### TASK OBJECTIVE
Starting at the first line of the data below, retype every line up to and including the one containing "pub struct MemoryStore".

### GIVEN DATA
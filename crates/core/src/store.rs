//! Durable key-value storage for client state.
use std::{
    collections::BTreeMap,
    fs,
    path::{Path, PathBuf},
    sync::Mutex,
};

use tracing::{instrument, warn};

use crate::{assets::get_data_dir, config::ConfigError};

/// Keys the client persists.
pub mod keys {
    pub const API_BASE: &str = "rag.apiBase";
    pub const SESSION_ID: &str = "rag.sessionId";
}

/// A string key-value store that outlives a single run.
pub trait Store: Send + Sync {
    fn get(&self, key: &str) -> Option<String>;
    fn set(&self, key: &str, value: &str) -> Result<(), ConfigError>;
    fn remove(&self, key: &str) -> Result<(), ConfigError>;
}

/// In-memory store. Nothing survives the process.
#[derive(Debug, Default)]
pub struct MemoryStore {
    values: Mutex<BTreeMap<String, String>>,
}

impl Store for MemoryStore {
    fn get(&self, key: &str) -> Option<String> {
        let values = self.values.lock().ok()?;
        values.get(key).cloned()
    }

    fn set(&self, key: &str, value: &str) -> Result<(), ConfigError> {
        let mut values = lock(&self.values)?;
        values.insert(key.to_string(), value.to_string());
        Ok(())
    }

    fn remove(&self, key: &str) -> Result<(), ConfigError> {
        let mut values = lock(&self.values)?;
        values.remove(key);
        Ok(())
    }
}

/// Store backed by a YAML map on disk. The whole file is rewritten on every change.
#[derive(Debug)]
pub struct FileStore {
    path: PathBuf,
    values: Mutex<BTreeMap<String, String>>,
}

impl FileStore {
    /// Opens `<data_dir>/state.yml`.
    pub fn open_default() -> Result<Self, ConfigError> {
        let path = get_data_dir()?.join("state.yml");
        Self::open(path)
    }

    /// Opens the store at `path`. A missing file is an empty store; a corrupt
    /// one is reported and treated as empty so the client can still start.
    #[instrument]
    pub fn open(path: PathBuf) -> Result<Self, ConfigError> {
        let values = if path.exists() {
            let content = fs::read_to_string(&path)?;
            match serde_yaml::from_str::<Option<BTreeMap<String, String>>>(&content) {
                Ok(values) => values.unwrap_or_default(),
                Err(e) => {
                    warn!(path = %path.display(), error = %e, "Ignoring unreadable state file");
                    BTreeMap::new()
                }
            }
        } else {
            BTreeMap::new()
        };

        Ok(Self {
            path,
            values: Mutex::new(values),
        })
    }

    pub fn path(&self) -> &Path {
        &self.path
    }

    fn flush(&self, values: &BTreeMap<String, String>) -> Result<(), ConfigError> {
        if let Some(parent) = self.path.parent() {
            fs::create_dir_all(parent)?;
        }
        let content = serde_yaml::to_string(values)?;
        fs::write(&self.path, content)?;
        Ok(())
    }
}

impl Store for FileStore {
    fn get(&self, key: &str) -> Option<String> {
        let values = self.values.lock().ok()?;
        values.get(key).cloned()
    }

    fn set(&self, key: &str, value: &str) -> Result<(), ConfigError> {
        let mut values = lock(&self.values)?;
        values.insert(key.to_string(), value.to_string());
        self.flush(&values)
    }

    fn remove(&self, key: &str) -> Result<(), ConfigError> {
        let mut values = lock(&self.values)?;
        if values.remove(key).is_some() {
            self.flush(&values)?;
        }
        Ok(())
    }
}

fn lock<T>(mutex: &Mutex<T>) -> Result<std::sync::MutexGuard<'_, T>, ConfigError> {
    mutex
        .lock()
        .map_err(|_| ConfigError::Config("State store lock poisoned".to_string()))
}

#[cfg(test)]
mod tests {
    use super::*;
    use tempfile::tempdir;

    #[test]
    fn test_memory_store_set_get_remove() {
        let store = MemoryStore::default();
        assert_eq!(store.get(keys::API_BASE), None);

        store.set(keys::API_BASE, "http://a").unwrap();
        assert_eq!(store.get(keys::API_BASE).as_deref(), Some("http://a"));

        store.remove(keys::API_BASE).unwrap();
        assert_eq!(store.get(keys::API_BASE), None);
    }

    #[test]
    fn test_file_store_survives_reopen() {
        let dir = tempdir().unwrap();
        let path = dir.path().join("state.yml");

        let store = FileStore::open(path.clone()).unwrap();
        store.set(keys::API_BASE, "http://saved:8000").unwrap();
        store.set(keys::SESSION_ID, "session-1").unwrap();
        drop(store);

        let reopened = FileStore::open(path).unwrap();
        assert_eq!(
            reopened.get(keys::API_BASE).as_deref(),
            Some("http://saved:8000")
        );
        assert_eq!(reopened.get(keys::SESSION_ID).as_deref(), Some("session-1"));
    }

    #[test]
    fn test_file_store_remove_is_persisted() {
        let dir = tempdir().unwrap();
        let path = dir.path().join("state.yml");

        let store = FileStore::open(path.clone()).unwrap();
        store.set(keys::SESSION_ID, "session-1").unwrap();
        store.remove(keys::SESSION_ID).unwrap();

        let reopened = FileStore::open(path).unwrap();
        assert_eq!(reopened.get(keys::SESSION_ID), None);
    }

    #[test]
    fn test_file_store_corrupt_file_is_empty() {
        let dir = tempdir().unwrap();
        let path = dir.path().join("state.yml");
        fs::write(&path, "- [ not a map").unwrap();

        let store = FileStore::open(path).unwrap();
        assert_eq!(store.get(keys::API_BASE), None);
    }

    #[test]
    fn test_file_store_creates_parent_dirs() {
        let dir = tempdir().unwrap();
        let path = dir.path().join("a").join("b").join("state.yml");

        let store = FileStore::open(path.clone()).unwrap();
        store.set(keys::API_BASE, "http://x").unwrap();
        assert!(path.exists());
    }
}
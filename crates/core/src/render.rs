//! Pure view models for messages. Hosts decide how to draw them.
use crate::api::Source;
use crate::message::{Message, MessageState, Role};

/// Label used when a source carries no origin.
pub const FALLBACK_SOURCE_LABEL: &str = "source";

#[derive(Debug, Clone, PartialEq, Eq)]
pub struct SourceLink {
    /// Basename of the origin path.
    pub label: String,
    /// Full origin, kept for hover text or lookup.
    pub title: String,
}

#[derive(Debug, Clone, PartialEq, Eq)]
pub struct RenderedMessage {
    pub role: Role,
    pub text: String,
    pub composing: bool,
    pub failed: bool,
    pub sources: Vec<SourceLink>,
}

/// Last `/`-separated segment of a source origin.
pub fn source_label(source: &Source) -> String {
    match source.source.as_deref() {
        Some(origin) if !origin.is_empty() => origin
            .rsplit('/')
            .next()
            .unwrap_or(origin)
            .to_string(),
        _ => FALLBACK_SOURCE_LABEL.to_string(),
    }
}

pub fn render_sources(sources: &[Source]) -> Vec<SourceLink> {
    sources
        .iter()
        .map(|s| SourceLink {
            label: source_label(s),
            title: s.source.clone().unwrap_or_default(),
        })
        .collect()
}

pub fn render_message(message: &Message) -> RenderedMessage {
    let sources = match message.role {
        Role::Assistant => render_sources(&message.sources),
        Role::User => Vec::new(),
    };
    RenderedMessage {
        role: message.role,
        text: message.text.clone(),
        composing: message.state == MessageState::Composing,
        failed: message.state == MessageState::Failed,
        sources,
    }
}

#[cfg(test)]
mod tests {
    use super::*;

    #[test]
    fn test_source_label_takes_basename() {
        assert_eq!(source_label(&Source::new("/docs/france.txt")), "france.txt");
        assert_eq!(source_label(&Source::new("france.txt")), "france.txt");
        assert_eq!(source_label(&Source::new("N/A")), "A");
        assert_eq!(source_label(&Source::default()), "source");
        assert_eq!(source_label(&Source::new("")), "source");
    }

    #[test]
    fn test_trailing_slash_gives_empty_label() {
        assert_eq!(source_label(&Source::new("/docs/")), "");
    }

    #[test]
    fn test_render_sources_empty() {
        assert!(render_sources(&[]).is_empty());
    }

    #[test]
    fn test_render_message_assistant_with_sources() {
        let mut message = Message::assistant("Paris is the capital.");
        message.sources = vec![Source::new("/docs/france.txt")];

        let rendered = render_message(&message);
        assert_eq!(rendered.text, "Paris is the capital.");
        assert!(!rendered.composing);
        assert_eq!(
            rendered.sources,
            vec![SourceLink {
                label: "france.txt".to_string(),
                title: "/docs/france.txt".to_string(),
            }]
        );
    }

    #[test]
    fn test_render_message_user_never_shows_sources() {
        let mut message = Message::user("hi");
        message.sources = vec![Source::new("/docs/france.txt")];
        assert!(render_message(&message).sources.is_empty());
    }
}
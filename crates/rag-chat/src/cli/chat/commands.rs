use crate::cli::ops::format_history;
use crate::cli::ux::{ChatMessageType, style_chat_text};
use anyhow::Result;
use clap::{Parser, Subcommand};
use rag_chat_core::client::ChatClient;
use rag_chat_core::handlers::{Notice, on_save};

// -------------
// REPL commands
// -------------
#[derive(Parser, Debug)]
#[command(multicall = true)]
pub struct CliCommand {
    #[command(subcommand)]
    pub command: Command,
}

#[derive(Subcommand, Debug, Hash, PartialEq, Eq)]
pub enum Command {
    /// Show the API base, or save a new one.
    Api {
        /// New API base
        base: Option<String>,
    },
    /// Clear the local transcript
    Clear,
    /// Show the backend history of this session
    #[command(alias = "h")]
    History {
        #[arg(default_value_t = 200)]
        limit: u32,
    },
    /// Delete this session on the backend and start a new one on the next message
    Reset,
    /// Exit the chat session
    #[command(alias = "q", alias = "quit")]
    Exit,
}

impl Command {
    /// Executes a REPL command.
    ///
    /// Returns `Ok(false)` if the REPL should exit.
    pub async fn execute(self, client: &ChatClient) -> Result<bool> {
        match self {
            Command::Api { base } => execute_api(client, base.as_deref()).await,
            Command::Clear => {
                if client.clear_messages() {
                    println!("Transcript cleared");
                }
                Ok(true)
            }
            Command::History { limit } => {
                match client.history(limit).await {
                    Ok(messages) => println!("{}", format_history(&messages)),
                    Err(e) => eprintln!(
                        "{}",
                        style_chat_text(&format!("Error: {e}"), ChatMessageType::Error)
                    ),
                }
                Ok(true)
            }
            Command::Reset => {
                match client.reset_session().await {
                    Ok(Some(deleted)) => println!("Session {deleted} deleted."),
                    Ok(None) => println!("No session to reset."),
                    Err(e) => eprintln!(
                        "{}",
                        style_chat_text(&format!("Error: {e}"), ChatMessageType::Error)
                    ),
                }
                Ok(true)
            }
            Command::Exit => Ok(false),
        }
    }
}

async fn execute_api(client: &ChatClient, base: Option<&str>) -> Result<bool> {
    match base {
        None => println!("API base: {}", client.context().await.api_base),
        Some(base) => match on_save(client, base).await {
            Notice::Info(text) => {
                println!("{}", style_chat_text(&text, ChatMessageType::Footer))
            }
            Notice::Error(text) => {
                eprintln!("{}", style_chat_text(&text, ChatMessageType::Error))
            }
        },
    }
    Ok(true)
}

#[cfg(test)]
mod tests {
    use super::*;
    use rag_chat_core::api::HttpRagApi;
    use rag_chat_core::config::Settings;
    use rag_chat_core::store::{MemoryStore, Store};
    use serde_json::json;
    use std::sync::Arc;
    use wiremock::matchers::{method, path};
    use wiremock::{Mock, MockServer, ResponseTemplate};

    fn parse(args: &[&str]) -> Command {
        CliCommand::try_parse_from(args).unwrap().command
    }

    #[test]
    fn test_parse_slash_commands() {
        assert_eq!(
            parse(&["/api", "http://localhost:9000"]),
            Command::Api {
                base: Some("http://localhost:9000".to_string())
            }
        );
        assert_eq!(parse(&["/api"]), Command::Api { base: None });
        assert_eq!(parse(&["/h"]), Command::History { limit: 200 });
        assert_eq!(parse(&["/history", "5"]), Command::History { limit: 5 });
        assert_eq!(parse(&["/q"]), Command::Exit);
        assert!(CliCommand::try_parse_from(["/nope"]).is_err());
    }

    #[tokio::test]
    async fn test_api_command_saves_base() -> Result<()> {
        let store = Arc::new(MemoryStore::default());
        let client = ChatClient::new(
            Arc::new(HttpRagApi::new()),
            store.clone(),
            Settings::default(),
        );

        let keep_going = Command::Api {
            base: Some("http://saved:1234".to_string()),
        }
        .execute(&client)
        .await?;

        assert!(keep_going);
        assert_eq!(client.context().await.api_base, "http://saved:1234");
        assert_eq!(store.get("rag.apiBase").as_deref(), Some("http://saved:1234"));
        Ok(())
    }

    #[tokio::test]
    async fn test_reset_and_exit_commands() -> Result<()> {
        let server = MockServer::start().await;
        Mock::given(method("DELETE"))
            .and(path("/session/s-1"))
            .respond_with(ResponseTemplate::new(200).set_body_json(json!({"deleted": "s-1"})))
            .expect(1)
            .mount(&server)
            .await;
        let store = Arc::new(MemoryStore::default());
        store.set("rag.sessionId", "s-1")?;
        let client = ChatClient::new(
            Arc::new(HttpRagApi::new()),
            store.clone(),
            Settings {
                api_base: server.uri(),
                ..Default::default()
            },
        );

        assert!(Command::Reset.execute(&client).await?);
        assert_eq!(store.get("rag.sessionId"), None);
        assert!(!Command::Exit.execute(&client).await?);
        Ok(())
    }
}
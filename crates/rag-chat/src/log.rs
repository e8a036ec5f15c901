//! Logging for rag-chat.
use anyhow::Context;
use rag_chat_core::get_data_dir;
use std::io::LineWriter;
use std::path::Path;
use std::sync::Mutex;
use tracing_subscriber::EnvFilter;
use tracing_subscriber::fmt::MakeWriter;
use tracing_subscriber::fmt::time::{FormatTime, OffsetTime, UtcTime};

const MAX_LOG_BYTES: u64 = 100 * 1024;
const DEFAULT_FILTER: &str = "rag_chat=debug,rag_chat_core=debug,rustyline=info";

/// Sends tracing output to `<data_dir>/rag-chat.log`.
///
/// The log is rotated to `rag-chat.log.old` once it grows past 100KB.
/// `RUST_LOG` overrides the default filter. Timestamps use the local offset
/// when it can be determined and UTC otherwise.
pub fn setup_logging() -> anyhow::Result<()> {
    let data_dir = get_data_dir().context("Failed to get data directory")?;
    let log_path = data_dir.join("rag-chat.log");
    rotate_if_large(&log_path, &data_dir.join("rag-chat.log.old"), MAX_LOG_BYTES)
        .context("Failed to rotate log file")?;

    let log_file = std::fs::OpenOptions::new()
        .create(true)
        .append(true)
        .open(&log_path)
        .with_context(|| format!("Failed to open log file {}", log_path.display()))?;
    let writer = Mutex::new(LineWriter::new(log_file));

    let filter = EnvFilter::try_from_default_env().unwrap_or_else(|_| EnvFilter::new(DEFAULT_FILTER));

    // The local offset is unknown to `time` once other threads are running
    match OffsetTime::local_rfc_3339() {
        Ok(timer) => init_subscriber(timer, writer, filter),
        Err(_) => init_subscriber(UtcTime::rfc_3339(), writer, filter),
    }
}

fn init_subscriber<T, W>(timer: T, writer: W, filter: EnvFilter) -> anyhow::Result<()>
where
    T: FormatTime + Send + Sync + 'static,
    W: for<'w> MakeWriter<'w> + Send + Sync + 'static,
{
    tracing_subscriber::fmt()
        .with_env_filter(filter)
        .with_writer(writer)
        .with_ansi(false)
        .with_timer(timer)
        .try_init()
        .map_err(|e| anyhow::anyhow!("Failed to install log subscriber: {e}"))
}

/// Moves `log_path` to `backup_path` when it is larger than `max_bytes`,
/// replacing any earlier backup. Returns whether a rotation happened.
fn rotate_if_large(log_path: &Path, backup_path: &Path, max_bytes: u64) -> std::io::Result<bool> {
    if !log_path.exists() || std::fs::metadata(log_path)?.len() <= max_bytes {
        return Ok(false);
    }
    if backup_path.exists() {
        std::fs::remove_file(backup_path)?;
    }
    std::fs::rename(log_path, backup_path)?;
    Ok(true)
}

### EXERCISE RESULT
filename crates/core/src/store.rs
//! Durable key-value storage for client state.
use std::{
    collections::BTreeMap,
    fs,
    path::{Path, PathBuf},
    sync::Mutex,
};

use tracing::{instrument, warn};

use crate::{assets::get_data_dir, config::ConfigError};

/// Keys the client persists.
pub mod keys {
    pub const API_BASE: &str = "rag.apiBase";
    pub const SESSION_ID: &str = "rag.sessionId";
}

/// A string key-value store that outlives a single run.
pub trait Store: Send + Sync {
    fn get(&self, key: &str) -> Option<String>;
    fn set(&self, key: &str, value: &str) -> Result<(), ConfigError>;
    fn remove(&self, key: &str) -> Result<(), ConfigError>;
}

/// In-memory store. Nothing survives the process.
#[derive(Debug, Default)]
pub struct MemoryStore {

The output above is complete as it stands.